"""

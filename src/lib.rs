pub mod config;
pub mod controllers;
pub mod database;
pub mod error;
pub mod models;
pub mod services;
pub mod store;

use std::sync::Arc;
use tracing::info;

use config::{Config, StorageBackend};
use services::BookingEngine;
use store::{InMemoryStore, PgStore, StoreBackend};

// Shared state for all handlers
#[derive(Clone)]
pub struct AppState {
    pub engine: BookingEngine<StoreBackend>,
    pub config: Config,
}

impl AppState {
    /// Connects the configured backend (running migrations for Postgres).
    pub async fn new(config: Config) -> Result<Arc<Self>, Box<dyn std::error::Error + Send + Sync>> {
        let store = match config.storage.backend {
            StorageBackend::Postgres => {
                let db = database::Database::new(&config.database).await?;
                info!("Database connected");
                db.run_migrations().await?;
                StoreBackend::Postgres(PgStore::new(db.pool))
            }
            StorageBackend::Memory => {
                info!("Using in-memory store, data is lost on restart");
                StoreBackend::Memory(InMemoryStore::new())
            }
        };
        Ok(Self::with_store(store, config))
    }

    pub fn with_store(store: StoreBackend, config: Config) -> Arc<Self> {
        let engine = BookingEngine::new(store, &config.ledger);
        Arc::new(Self { engine, config })
    }
}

"""

Assignment
Transcribe each line of the data above, unaltered, from the one where "let store = match" appears to the one where "StoreBackend::Postgres(PgStore::new(db.pool))" appears, inclusive of both.

Problem solution
        let store = match config.storage.backend {
            StorageBackend::Postgres => {
                let db = database::Database::new(&config.database).await?;
                info!("Database connected");
                db.run_migrations().await?;
                StoreBackend::Postgres(PgStore::new(db.pool))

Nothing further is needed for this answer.